Nanouk construit sa maison, chasse, pèche, nourrit sa famille. Il importe que nous le suivions dans les vicissitudes de sa tâche dont nous apprenons lentement à découvrir la beauté. Beauté qui épuise la description et même le chant. Car, à l’inverse des héros épiques, c’est au cours de la lutte que notre homme est grand, non dans la victoire chose acquise.
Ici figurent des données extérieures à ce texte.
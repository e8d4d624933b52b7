//! CLOB REST client
//!
//! Thin HTTP implementation of [`ExchangeClient`] against Polymarket's CLOB
//! API. L2 credentials come from the environment (a `.env` file is honored);
//! without them the client can still be constructed but authenticated calls
//! fail, which the executor treats as a zero balance.

use super::{ExchangeClient, OrderResponse, SignedOrder};
use async_trait::async_trait;
use chrono::Utc;
use reqwest::{Client, RequestBuilder};
use rust_decimal::Decimal;
use serde::{Deserialize, Serialize};
use std::time::Duration;
use uuid::Uuid;

/// USDC uses 6 decimal places on chain
const COLLATERAL_DECIMALS: u32 = 6;

/// Configuration for the CLOB HTTP client
#[derive(Debug, Clone)]
pub struct ClobHttpConfig {
    /// CLOB API base URL
    pub base_url: String,
    /// Request timeout
    pub timeout: Duration,
}

impl Default for ClobHttpConfig {
    fn default() -> Self {
        Self {
            base_url: crate::market::CLOB_API_URL.to_string(),
            timeout: Duration::from_secs(10),
        }
    }
}

/// L2 API credentials
#[derive(Debug, Clone)]
struct ApiCreds {
    address: String,
    api_key: String,
    api_secret: String,
    api_passphrase: String,
}

impl ApiCreds {
    /// Read credentials from the environment. Returns `None` unless all
    /// four variables are present.
    fn from_env() -> Option<Self> {
        Some(Self {
            address: std::env::var("POLY_ADDRESS").ok()?,
            api_key: std::env::var("POLY_API_KEY").ok()?,
            api_secret: std::env::var("POLY_API_SECRET").ok()?,
            api_passphrase: std::env::var("POLY_API_PASSPHRASE").ok()?,
        })
    }
}

/// HTTP implementation of the exchange boundary
pub struct ClobHttpClient {
    config: ClobHttpConfig,
    client: Client,
    creds: Option<ApiCreds>,
}

impl ClobHttpClient {
    /// Create a client, loading credentials from the environment
    pub fn from_env(config: ClobHttpConfig) -> Self {
        dotenv::dotenv().ok();

        let creds = ApiCreds::from_env();
        if creds.is_none() {
            tracing::warn!(
                "POLY_ADDRESS / POLY_API_KEY / POLY_API_SECRET / POLY_API_PASSPHRASE not set; \
                 authenticated exchange calls will fail"
            );
        }

        let client = Client::builder()
            .timeout(config.timeout)
            .build()
            .expect("Failed to create HTTP client");

        Self {
            config,
            client,
            creds,
        }
    }

    fn with_auth(&self, builder: RequestBuilder) -> RequestBuilder {
        match &self.creds {
            Some(creds) => builder
                .header("POLY-ADDRESS", &creds.address)
                .header("POLY-SIGNATURE", &creds.api_secret)
                .header("POLY-TIMESTAMP", Utc::now().timestamp().to_string())
                .header("POLY-API-KEY", &creds.api_key)
                .header("POLY-PASSPHRASE", &creds.api_passphrase),
            None => builder,
        }
    }
}

#[async_trait]
impl ExchangeClient for ClobHttpClient {
    async fn create_market_buy(
        &self,
        token_id: &str,
        amount: Decimal,
    ) -> anyhow::Result<SignedOrder> {
        Ok(SignedOrder {
            client_id: Uuid::new_v4(),
            token_id: token_id.to_string(),
            amount,
        })
    }

    async fn post_order(&self, order: &SignedOrder) -> anyhow::Result<OrderResponse> {
        let url = format!("{}/order", self.config.base_url);

        let body = PostOrderRequest {
            order: order.clone(),
            order_type: "FOK".to_string(),
        };

        tracing::debug!(
            client_id = %order.client_id,
            token_id = %order.token_id,
            amount = %order.amount,
            "Posting order to CLOB"
        );

        let response = self
            .with_auth(self.client.post(&url))
            .json(&body)
            .send()
            .await?;

        let status = response.status();
        let text = response.text().await?;

        if !status.is_success() {
            anyhow::bail!("CLOB order error: {} - {}", status, text);
        }

        let raw: PostOrderPayload = serde_json::from_str(&text)
            .map_err(|e| anyhow::anyhow!("Failed to parse order response: {} - {}", e, text))?;

        convert_order_response(raw)
    }

    async fn balance(&self) -> anyhow::Result<Decimal> {
        let url = format!("{}/balance-allowance", self.config.base_url);

        let response = self
            .with_auth(self.client.get(&url))
            .query(&[("asset_type", "COLLATERAL")])
            .send()
            .await?;

        let status = response.status();
        let text = response.text().await?;

        if !status.is_success() {
            anyhow::bail!("CLOB balance error: {} - {}", status, text);
        }

        let raw: BalancePayload = serde_json::from_str(&text)
            .map_err(|e| anyhow::anyhow!("Failed to parse balance response: {} - {}", e, text))?;

        let usd = native_to_usd(&raw.balance)?;

        tracing::info!(balance_native = %raw.balance, balance_usd = %usd, "Fetched collateral balance");

        Ok(usd)
    }
}

/// Order submission body
#[derive(Debug, Serialize)]
struct PostOrderRequest {
    order: SignedOrder,
    #[serde(rename = "orderType")]
    order_type: String,
}

/// Raw order acknowledgement from the CLOB API
#[derive(Debug, Deserialize)]
#[serde(rename_all = "camelCase")]
struct PostOrderPayload {
    #[serde(default)]
    success: bool,
    #[serde(rename = "orderID")]
    order_id: Option<String>,
    error_msg: Option<String>,
    transactions_hashes: Option<Vec<String>>,
    /// Dollars spent on a buy, as a string
    making_amount: Option<String>,
}

/// Raw balance-allowance response
#[derive(Debug, Deserialize)]
struct BalancePayload {
    balance: String,
}

fn convert_order_response(raw: PostOrderPayload) -> anyhow::Result<OrderResponse> {
    if !raw.success {
        anyhow::bail!(
            "CLOB rejected order: {}",
            raw.error_msg.unwrap_or_else(|| "no error message".to_string())
        );
    }

    Ok(OrderResponse {
        order_id: raw.order_id,
        tx_hash: raw
            .transactions_hashes
            .and_then(|hashes| hashes.into_iter().next()),
        filled_amount: raw.making_amount.and_then(|s| s.parse().ok()),
    })
}

/// Convert a 6-decimal native collateral amount to dollars
fn native_to_usd(raw: &str) -> anyhow::Result<Decimal> {
    let native: Decimal = raw
        .parse()
        .map_err(|e| anyhow::anyhow!("Failed to parse balance value '{}': {}", raw, e))?;
    Ok(native / Decimal::from(10u64.pow(COLLATERAL_DECIMALS)))
}

#[cfg(test)]
mod tests {
    use super::*;
    use rust_decimal_macros::dec;

    #[test]
    fn test_native_to_usd() {
        assert_eq!(native_to_usd("1000000").unwrap(), dec!(1));
        assert_eq!(native_to_usd("2500000").unwrap(), dec!(2.5));
        assert_eq!(native_to_usd("0").unwrap(), dec!(0));
    }

    #[test]
    fn test_native_to_usd_invalid() {
        assert!(native_to_usd("not a number").is_err());
    }

    #[test]
    fn test_convert_order_response_success() {
        let raw: PostOrderPayload = serde_json::from_str(
            r#"{
                "success": true,
                "orderID": "0xorder",
                "transactionsHashes": ["0xhash1", "0xhash2"],
                "makingAmount": "0.48"
            }"#,
        )
        .unwrap();

        let response = convert_order_response(raw).unwrap();
        assert_eq!(response.order_id.as_deref(), Some("0xorder"));
        assert_eq!(response.tx_hash.as_deref(), Some("0xhash1"));
        assert_eq!(response.filled_amount, Some(dec!(0.48)));
    }

    #[test]
    fn test_convert_order_response_rejected() {
        let raw: PostOrderPayload = serde_json::from_str(
            r#"{"success": false, "errorMsg": "not enough balance"}"#,
        )
        .unwrap();

        let err = convert_order_response(raw).unwrap_err();
        assert!(err.to_string().contains("not enough balance"));
    }

    #[test]
    fn test_convert_order_response_minimal() {
        let raw: PostOrderPayload = serde_json::from_str(r#"{"success": true}"#).unwrap();

        let response = convert_order_response(raw).unwrap();
        assert!(response.order_id.is_none());
        assert!(response.tx_hash.is_none());
        assert!(response.filled_amount.is_none());
    }

    #[test]
    fn test_clob_config_default() {
        let config = ClobHttpConfig::default();
        assert_eq!(config.base_url, crate::market::CLOB_API_URL);
        assert_eq!(config.timeout, Duration::from_secs(10));
    }
}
Quel art, jusqu’ici, sut peindre l’action abstraite à ce point de l’intention qui lui donne un sens ou du résultat qui la justifie ? J’ai pris à dessein pour exemple un documentaire, mais la plupart des films, les plus grands comme les pires, ne traitent-ils pas, en leurs meilleurs moments, de ce qui est en en train de se faire, non des velléités, du triomphe ou des regrets ? Charlot brocanteur, Buster cuisinier ou mécanicien, Zorro, Scarface, Kane, Marlowe, le séducteur ou la femme jalouse, autant d’artisans, habiles ou maladroits, que nous jugeons à l’ouvrage.

(«Vanité que la peinture», Maurice Schérer, Cahiers du cinéma, n°3, juin 1951, pp. 25 et 26.)

Coltrane ou Rollins ?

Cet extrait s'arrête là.